PROBLEM STATEMENT: For the word "initial", count the lines of the data that include it and give only the total.
(RAW DATA begins)
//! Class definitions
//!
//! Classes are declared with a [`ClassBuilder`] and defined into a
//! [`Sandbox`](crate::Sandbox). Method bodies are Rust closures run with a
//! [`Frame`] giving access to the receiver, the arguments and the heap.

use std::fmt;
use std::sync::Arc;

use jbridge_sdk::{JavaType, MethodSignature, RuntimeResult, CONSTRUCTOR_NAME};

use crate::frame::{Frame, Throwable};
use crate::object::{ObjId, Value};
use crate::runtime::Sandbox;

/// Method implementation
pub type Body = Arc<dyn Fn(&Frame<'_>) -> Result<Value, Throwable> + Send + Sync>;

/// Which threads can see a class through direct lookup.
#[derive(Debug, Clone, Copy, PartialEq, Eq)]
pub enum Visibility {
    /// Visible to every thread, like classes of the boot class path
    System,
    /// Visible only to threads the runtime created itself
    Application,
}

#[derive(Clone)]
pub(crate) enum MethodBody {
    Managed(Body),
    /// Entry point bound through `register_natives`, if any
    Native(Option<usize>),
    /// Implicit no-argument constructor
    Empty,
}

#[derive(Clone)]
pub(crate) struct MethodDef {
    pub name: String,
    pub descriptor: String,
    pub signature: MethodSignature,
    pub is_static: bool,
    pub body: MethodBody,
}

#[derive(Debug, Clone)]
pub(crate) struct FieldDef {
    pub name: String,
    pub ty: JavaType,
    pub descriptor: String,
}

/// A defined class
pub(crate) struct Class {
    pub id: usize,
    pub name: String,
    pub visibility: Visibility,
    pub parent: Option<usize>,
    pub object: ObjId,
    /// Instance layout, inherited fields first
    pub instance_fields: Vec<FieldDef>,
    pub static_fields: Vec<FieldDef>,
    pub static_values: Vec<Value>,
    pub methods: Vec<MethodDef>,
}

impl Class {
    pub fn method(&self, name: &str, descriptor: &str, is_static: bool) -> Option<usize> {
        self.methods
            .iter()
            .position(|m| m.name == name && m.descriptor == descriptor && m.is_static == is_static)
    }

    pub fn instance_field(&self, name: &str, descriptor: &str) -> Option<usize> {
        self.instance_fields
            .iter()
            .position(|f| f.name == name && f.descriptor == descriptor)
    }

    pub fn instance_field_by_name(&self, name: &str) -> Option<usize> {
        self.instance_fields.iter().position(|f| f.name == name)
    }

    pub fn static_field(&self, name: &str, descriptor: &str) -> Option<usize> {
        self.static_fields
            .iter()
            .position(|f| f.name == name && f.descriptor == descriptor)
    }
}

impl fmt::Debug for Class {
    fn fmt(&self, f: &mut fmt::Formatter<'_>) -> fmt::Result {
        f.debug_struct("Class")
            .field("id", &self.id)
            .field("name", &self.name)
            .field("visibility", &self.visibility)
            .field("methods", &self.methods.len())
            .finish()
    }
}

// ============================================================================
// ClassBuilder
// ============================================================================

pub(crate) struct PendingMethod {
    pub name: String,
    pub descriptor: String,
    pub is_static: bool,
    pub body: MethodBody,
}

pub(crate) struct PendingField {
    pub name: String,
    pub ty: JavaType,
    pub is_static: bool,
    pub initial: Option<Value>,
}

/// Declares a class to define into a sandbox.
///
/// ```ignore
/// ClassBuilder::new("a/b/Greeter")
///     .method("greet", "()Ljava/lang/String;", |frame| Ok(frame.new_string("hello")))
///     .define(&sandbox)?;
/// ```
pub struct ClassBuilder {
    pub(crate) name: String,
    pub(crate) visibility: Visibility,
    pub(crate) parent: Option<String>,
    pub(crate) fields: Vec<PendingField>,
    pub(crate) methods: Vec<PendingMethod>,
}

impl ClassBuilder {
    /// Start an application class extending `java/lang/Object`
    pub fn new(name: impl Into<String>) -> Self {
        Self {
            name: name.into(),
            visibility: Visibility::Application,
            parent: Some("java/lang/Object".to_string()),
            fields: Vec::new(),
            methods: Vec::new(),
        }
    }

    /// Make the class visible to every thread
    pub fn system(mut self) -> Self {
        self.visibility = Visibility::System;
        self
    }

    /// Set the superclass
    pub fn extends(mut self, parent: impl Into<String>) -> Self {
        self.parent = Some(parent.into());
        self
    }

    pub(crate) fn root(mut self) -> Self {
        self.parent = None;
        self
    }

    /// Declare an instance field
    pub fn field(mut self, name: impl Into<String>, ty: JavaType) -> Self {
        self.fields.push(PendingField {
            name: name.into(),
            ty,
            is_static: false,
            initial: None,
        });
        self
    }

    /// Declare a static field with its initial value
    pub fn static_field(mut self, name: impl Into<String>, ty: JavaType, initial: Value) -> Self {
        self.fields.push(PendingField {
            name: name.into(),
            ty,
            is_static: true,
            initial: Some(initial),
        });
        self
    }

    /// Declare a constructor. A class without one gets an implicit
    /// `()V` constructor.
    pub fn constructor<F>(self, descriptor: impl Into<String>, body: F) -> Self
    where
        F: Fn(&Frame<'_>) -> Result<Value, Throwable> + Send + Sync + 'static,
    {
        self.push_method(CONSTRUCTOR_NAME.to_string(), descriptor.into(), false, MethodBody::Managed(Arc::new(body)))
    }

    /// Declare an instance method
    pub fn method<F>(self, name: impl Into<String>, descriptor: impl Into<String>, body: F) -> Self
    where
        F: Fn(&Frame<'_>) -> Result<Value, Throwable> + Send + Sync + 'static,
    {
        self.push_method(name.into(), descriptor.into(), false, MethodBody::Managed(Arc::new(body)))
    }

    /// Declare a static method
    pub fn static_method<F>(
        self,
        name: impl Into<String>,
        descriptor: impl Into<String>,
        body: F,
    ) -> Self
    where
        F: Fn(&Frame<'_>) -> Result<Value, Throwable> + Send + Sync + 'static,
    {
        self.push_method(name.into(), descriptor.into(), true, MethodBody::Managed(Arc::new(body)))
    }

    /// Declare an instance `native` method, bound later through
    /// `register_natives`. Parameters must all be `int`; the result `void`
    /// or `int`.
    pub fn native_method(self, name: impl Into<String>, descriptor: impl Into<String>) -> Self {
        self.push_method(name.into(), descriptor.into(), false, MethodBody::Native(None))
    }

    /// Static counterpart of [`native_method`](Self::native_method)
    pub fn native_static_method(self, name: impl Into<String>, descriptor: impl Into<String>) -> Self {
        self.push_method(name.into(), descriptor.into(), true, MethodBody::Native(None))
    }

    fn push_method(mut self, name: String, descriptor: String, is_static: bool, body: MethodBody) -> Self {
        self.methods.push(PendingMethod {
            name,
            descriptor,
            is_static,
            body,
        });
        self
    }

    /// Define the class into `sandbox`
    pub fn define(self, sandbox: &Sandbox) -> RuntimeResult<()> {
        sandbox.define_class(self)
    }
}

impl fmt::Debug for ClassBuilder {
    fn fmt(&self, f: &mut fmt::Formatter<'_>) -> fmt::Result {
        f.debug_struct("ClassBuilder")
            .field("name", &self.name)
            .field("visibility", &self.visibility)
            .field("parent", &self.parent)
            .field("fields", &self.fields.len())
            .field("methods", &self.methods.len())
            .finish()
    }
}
(RAW DATA ends)
SOLUTION TO THE PROBLEM: 5